The fragrance is actually really lovely. It's made with nodes of jasmine, grapefruit, and bergamot. And can we just stop and talk about how difficult it is to get the smell of jasmine? You can only harvest it before the sun rises (since the smell goes into the stem when it does) and you can only pick the petals. Then you have to press it in fat to get the oils. Ridiculous! On a completely unrelated note, I'm going to start growing jasmine when I get home. Yes, it will be February. No, I don't care.
This tour is definitely a good one. And the women in the store are really helpful. Their up-selling skills are. On. Point. Let's just leave it at that.
Romano-Germanic Museum
The museum is located right by the Cologne Cathedral and on the original site where it's famous Dionysos mosaic was discovered. When I went there was a small exhibition on the aqueducts and medicine in Cologne. From what I saw, you DID NOT want to have to resort to surgery. Those tools were downright terrifying. The museum also had a lot of statues, grave stones, stone columns, and more mosaics.
It was really cool to see some of the mosaics. I mean, they're these massive installations from the tiniest pieces of stones, glass, and tile. To have the patience to lay one of these you'd have to be a saint. They must have taken YEARS to lay. And they lasted thousands of years! I think that may be the craziest part of it all. Here we are two thousand years later enjoying the same piece of artwork. Presidents have literally dined on this.

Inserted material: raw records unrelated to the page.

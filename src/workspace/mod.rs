pub mod files;
pub mod operation;
pub mod store;

use std::path::{Path, PathBuf};
use std::sync::Arc;
use std::time::Duration;

use tokio_util::sync::CancellationToken;
use tracing::{debug, info};

use crate::error::{Error, Result};
use crate::executor::output_parser;
use crate::executor::terraform::{run_terraform, TerraformResult};
use crate::state::models::{read_state_file, StateV4};
use self::operation::{Observed, OpType, Operation};

/// Asks the control plane to schedule another reconciliation of this
/// workspace's resource. Must be non-blocking, idempotent, and safe to call
/// from any thread.
pub type EnqueueFn = Arc<dyn Fn() + Send + Sync>;

/// Upper bound on a detached apply or destroy, measured from its start.
const DEFAULT_ASYNC_TIMEOUT: Duration = Duration::from_secs(60 * 60);

/// Verdict of a plan run.
#[derive(Debug, Clone, Copy, Default, PartialEq, Eq)]
pub struct PlanResult {
    /// Derived from the plan's add count: nothing left to add means the
    /// resource is already there.
    pub exists: bool,
    pub up_to_date: bool,
}

/// Outcome of the reconciliation probe.
///
/// At most one of the flags is set; `state` is present only when the probe
/// actually ran a refresh. `last_operation_error` is the parked failure of a
/// finished asynchronous operation, delivered here exactly once.
#[derive(Debug, Default)]
pub struct RefreshResult {
    pub is_applying: bool,
    pub is_destroying: bool,
    pub state: Option<StateV4>,
    pub last_operation_error: Option<Error>,
}

/// Single-directory, single-resource driver of the provisioner CLI.
///
/// The operation record serializes invocations: at most one provisioner
/// process per workspace at any instant. Handles are shared through the
/// [`store::WorkspaceStore`]; the directory is exclusively this workspace's.
pub struct Workspace {
    dir: PathBuf,
    binary: String,
    last_operation: Operation,
    enqueue: EnqueueFn,
}

impl Workspace {
    pub fn new(dir: impl Into<PathBuf>, binary: impl Into<String>, enqueue: EnqueueFn) -> Self {
        Self {
            dir: dir.into(),
            binary: binary.into(),
            last_operation: Operation::default(),
            enqueue,
        }
    }

    pub fn dir(&self) -> &Path {
        &self.dir
    }

    /// Run a plan with refresh disabled and report existence and
    /// up-to-dateness from the change summary.
    pub async fn plan(&self, cancel: &CancellationToken) -> Result<PlanResult> {
        self.last_operation.ensure_not_running()?;
        let result = self.run(&["plan", "-refresh=false"], cancel).await?;
        // -detailed-exitcode: 0 clean, 2 pending changes, anything else failed
        if result.exit_code != 0 && result.exit_code != 2 {
            return Err(exec_error(OpType::Plan, &result));
        }
        let summary = output_parser::find_change_summary(&result.stdout_lines).ok_or_else(|| {
            Error::Parse {
                output: result.stdout_lines.join("\n"),
            }
        })?;
        Ok(PlanResult {
            exists: summary.add == 0,
            up_to_date: summary.change == 0,
        })
    }

    /// Apply synchronously and hand back the state file the provisioner
    /// itself wrote.
    pub async fn apply(&self, cancel: &CancellationToken) -> Result<StateV4> {
        self.last_operation.ensure_not_running()?;
        let result = self.run(&["apply", "-auto-approve"], cancel).await?;
        if result.exit_code != 0 {
            return Err(exec_error(OpType::Apply, &result));
        }
        read_state_file(&self.dir).await
    }

    /// Start a detached apply and return immediately. Completion is observed
    /// through [`Workspace::refresh`] and announced through the enqueue
    /// callback.
    ///
    /// The caller's token is not propagated: the work outlives the request
    /// that triggered it and is bounded by its own deadline instead.
    pub fn apply_async(&self, _cancel: &CancellationToken) -> Result<()> {
        self.last_operation.try_start(OpType::Apply)?;
        self.spawn_detached(OpType::Apply);
        Ok(())
    }

    /// Start a detached destroy. Repeated calls while a destroy is pending
    /// or just finished are successful no-ops, so the reconciler may retry
    /// deletion freely.
    pub fn destroy(&self, _cancel: &CancellationToken) -> Result<()> {
        if !self.last_operation.try_start_destroy()? {
            return Ok(());
        }
        self.spawn_detached(OpType::Destroy);
        Ok(())
    }

    /// The reconciliation probe.
    ///
    /// While an operation runs only its kind is reported and the provisioner
    /// is left alone. A finished operation is flushed by this read: its
    /// error surfaces here exactly once, a clean destroy surfaces as
    /// [`Error::ResourceGone`] exactly once, and a clean apply falls through
    /// to a refresh-only invocation that re-reads the state file.
    pub async fn refresh(&self, cancel: &CancellationToken) -> Result<RefreshResult> {
        match self.last_operation.observe() {
            Observed::Running { op, .. } => Ok(RefreshResult {
                is_applying: op == OpType::Apply,
                is_destroying: op == OpType::Destroy,
                ..Default::default()
            }),
            Observed::Finished {
                op,
                err: Some(message),
            } => Ok(RefreshResult {
                is_applying: op == OpType::Apply,
                is_destroying: op == OpType::Destroy,
                last_operation_error: Some(Error::Operation { op, message }),
                ..Default::default()
            }),
            Observed::Finished {
                op: OpType::Destroy,
                err: None,
            } => Err(Error::ResourceGone),
            Observed::Finished { .. } | Observed::Idle => {
                let result = self
                    .run(&["apply", "-refresh-only", "-auto-approve"], cancel)
                    .await?;
                if result.exit_code != 0 {
                    return Err(exec_error(OpType::Refresh, &result));
                }
                let state = read_state_file(&self.dir).await?;
                Ok(RefreshResult {
                    state: Some(state),
                    ..Default::default()
                })
            }
        }
    }

    async fn run(&self, head: &[&'static str], cancel: &CancellationToken) -> Result<TerraformResult> {
        run_terraform(&self.binary, &self.dir, &tf_args(head), cancel).await
    }

    /// Run `op` in the background with a bounded deadline, then record the
    /// outcome and wake the reconciler.
    fn spawn_detached(&self, op: OpType) {
        let dir = self.dir.clone();
        let binary = self.binary.clone();
        let operation = self.last_operation.clone();
        let enqueue = Arc::clone(&self.enqueue);
        tokio::spawn(async move {
            let cancel = CancellationToken::new();
            let head: &[&'static str] = match op {
                OpType::Destroy => &["destroy", "-auto-approve"],
                _ => &["apply", "-auto-approve"],
            };
            let outcome = tokio::time::timeout(
                DEFAULT_ASYNC_TIMEOUT,
                run_terraform(&binary, &dir, &tf_args(head), &cancel),
            )
            .await;
            let err = match outcome {
                Err(_) => Some(format!(
                    "{op} timed out after {}s",
                    DEFAULT_ASYNC_TIMEOUT.as_secs()
                )),
                Ok(Err(e)) => Some(e.to_string()),
                Ok(Ok(result)) if result.exit_code != 0 => {
                    Some(format!("cannot {op}: {}", result.error_message()))
                }
                Ok(Ok(_)) => None,
            };
            if let Some(ref message) = err {
                info!(dir = %dir.display(), op = %op, error = %message, "Async terraform operation failed");
            } else {
                debug!(dir = %dir.display(), op = %op, "Async terraform operation completed");
            }
            operation.mark_end(err);
            // The outcome has to land on the managed resource as soon as
            // possible; waking the reconciler beats waiting for its next
            // periodic sync.
            (*enqueue)();
        });
    }
}

/// Subcommand plus the flags every invocation carries.
fn tf_args(head: &[&'static str]) -> Vec<&'static str> {
    let mut args = head.to_vec();
    args.extend(["-input=false", "-detailed-exitcode", "-json"]);
    args
}

fn exec_error(op: OpType, result: &TerraformResult) -> Error {
    Error::Exec {
        op,
        code: result.exit_code,
        detail: result.error_message(),
    }
}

I would definitely recommend visiting.
Museum Ludwig
The Ludwig Museum is right next door to the Romano-Germanic Museum and is known for the modern art it holds. With names like Warhol, Pollack, and enough Picassos on the wall that they loan them out, it begs you to stop and check it out. I wasn't originally going to walk through it, but it was RIGHT next door and I had extra time. I am really glad I did.

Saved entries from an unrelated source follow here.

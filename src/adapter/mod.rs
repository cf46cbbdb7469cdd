use std::collections::HashMap;
use std::sync::Arc;

use async_trait::async_trait;
use serde_json::Value;
use tokio_util::sync::CancellationToken;
use tracing::debug;

use crate::error::{Error, Result};
use crate::resource::{has_prior_state, Reconciled};
use crate::state::models::StateV4;
use crate::workspace::store::WorkspaceStore;
use crate::workspace::EnqueueFn;

/// What the control plane learns from one observation.
#[derive(Debug, Default)]
pub struct Observation {
    pub exists: bool,
    pub up_to_date: bool,
    /// The refreshed state filled in a parameter the declaration left null.
    pub late_initialized: bool,
    pub connection_details: HashMap<String, String>,
}

/// Result of triggering a creation.
#[derive(Debug, Default)]
pub struct Creation {
    pub connection_details: HashMap<String, String>,
}

/// Result of triggering an update.
#[derive(Debug, Default)]
pub struct Update {
    pub connection_details: HashMap<String, String>,
}

/// The synchronous contract the reconciler drives.
///
/// Long-running work is fire-and-check: `update` and `delete` return once
/// the operation is launched, and the enqueue callback wired through the
/// store announces completion.
#[async_trait]
pub trait ExternalClient: Send + Sync {
    async fn observe(
        &self,
        tr: &mut dyn Reconciled,
        cancel: &CancellationToken,
    ) -> Result<Observation>;

    async fn create(&self, tr: &dyn Reconciled, cancel: &CancellationToken) -> Result<Creation>;

    async fn update(&self, tr: &dyn Reconciled, cancel: &CancellationToken) -> Result<Update>;

    async fn delete(&self, tr: &dyn Reconciled, cancel: &CancellationToken) -> Result<()>;
}

/// Translates control-plane verbs into workspace calls.
pub struct External {
    store: Arc<WorkspaceStore>,
    enqueue: EnqueueFn,
}

impl External {
    pub fn new(store: Arc<WorkspaceStore>, enqueue: EnqueueFn) -> Self {
        Self { store, enqueue }
    }
}

#[async_trait]
impl ExternalClient for External {
    async fn observe(
        &self,
        tr: &mut dyn Reconciled,
        cancel: &CancellationToken,
    ) -> Result<Observation> {
        // Nothing was ever provisioned: report absence without touching disk.
        if tr.external_name().is_empty() && !has_prior_state(tr) {
            return Ok(Observation::default());
        }

        let ws = self.store.acquire(tr, Arc::clone(&self.enqueue)).await?;
        let res = match ws.refresh(cancel).await {
            // A flushed clean destroy: deletion is complete.
            Err(Error::ResourceGone) => return Ok(Observation::default()),
            other => other?,
        };

        // Mid-operation the resource is reported existing and current so the
        // reconciler does not pile further work onto the workspace.
        if res.is_applying || res.is_destroying {
            tr.mark_available();
            return Ok(Observation {
                exists: true,
                up_to_date: true,
                ..Default::default()
            });
        }
        if let Some(err) = res.last_operation_error {
            return Err(err);
        }

        let plan = ws.plan(cancel).await?;
        if plan.exists {
            // Terraform waits for readiness during apply, so existence
            // implies the resource is usable.
            tr.mark_available();
        }
        Ok(Observation {
            exists: plan.exists,
            up_to_date: plan.up_to_date,
            late_initialized: late_initialized(tr, res.state.as_ref())?,
            connection_details: connection_details(tr, res.state.as_ref()),
        })
    }

    async fn create(&self, tr: &dyn Reconciled, cancel: &CancellationToken) -> Result<Creation> {
        // The provisioner does not distinguish create from update.
        let update = self.update(tr, cancel).await?;
        Ok(Creation {
            connection_details: update.connection_details,
        })
    }

    async fn update(&self, tr: &dyn Reconciled, cancel: &CancellationToken) -> Result<Update> {
        let ws = self.store.acquire(tr, Arc::clone(&self.enqueue)).await?;
        ws.apply_async(cancel)?;
        debug!(key = tr.key(), "Triggered apply");
        // Connection details flow from the observe that follows completion.
        Ok(Update::default())
    }

    async fn delete(&self, tr: &dyn Reconciled, cancel: &CancellationToken) -> Result<()> {
        let ws = self.store.acquire(tr, Arc::clone(&self.enqueue)).await?;
        ws.destroy(cancel)?;
        debug!(key = tr.key(), "Triggered destroy");
        Ok(())
    }
}

/// Whether the refreshed state carries a non-null value for a parameter the
/// declaration left null.
fn late_initialized(tr: &dyn Reconciled, state: Option<&StateV4>) -> Result<bool> {
    let Some(attrs) = state.and_then(StateV4::attributes).and_then(Value::as_object) else {
        return Ok(false);
    };
    let parameters = tr.parameters()?;
    Ok(parameters
        .iter()
        .any(|(k, v)| v.is_null() && attrs.get(k).is_some_and(|a| !a.is_null())))
}

/// Publish the resource's sensitive attributes, plus its identifier, from
/// the refreshed state.
fn connection_details(tr: &dyn Reconciled, state: Option<&StateV4>) -> HashMap<String, String> {
    let mut details = HashMap::new();
    let Some(attrs) = state.and_then(StateV4::attributes).and_then(Value::as_object) else {
        return details;
    };
    let mut keys = tr.sensitive_attributes();
    keys.push("id".to_string());
    for key in keys {
        match attrs.get(&key) {
            None | Some(Value::Null) => {}
            Some(Value::String(s)) => {
                details.insert(key, s.clone());
            }
            Some(other) => {
                details.insert(key, other.to_string());
            }
        }
    }
    details
}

I have to say I've NEVER been a fan of modern art. I just don't get it. It doesn't seem to take any particular skill and I often wonder whether a child or a chimp made a particular piece. There were definitely some like that (I really don't get Pollack) but then there was a exhibition of Bernard Schultz who created these massive paintings that had so much texture and depth (are those art terms?). He's the artist who created the painting above.
Of course there were the weird ones (like really, just eleven panes of glass in a series?) but to see and experience some of these great artists you only ever hear about or see in books was a really, really great experience.
Wallraf-Richartz Museum and Foundation Corboud
By far, my favorite museum was the Wallraf-Richartz Museum. It was everything I look for in an art museum. Three floors of work from three different periods (Impressionist, Renaissance, and Gothic). My favorite? The third floor - Impressionist. Although, the Renaissance and Baroque periods gave it a run for its money. I may be a convert to the brilliant still life scenes and haunting portraits.
The museum had a beautiful exhibition of work inspired by the Seine River in France, including the painting above by Albert-Charles LeBourg. That combined with such powerful names as Manet, Rodin, Renoir, and van Gogh make this museum a must see. The current exhibition ends at the end of September and I'm already trying to come up with a reason Ryan should take me again.
Walking through all these museums, I realized there's no right or wrong amount of time you spend in them. Of course, you might feel guilty walking straight through some exhibits. But if it doesn't float your boat, don't waste your time. The only thing you validate when you wait around is your stupidity. There is so much to see and life is short! Don't waste it on the mediocre.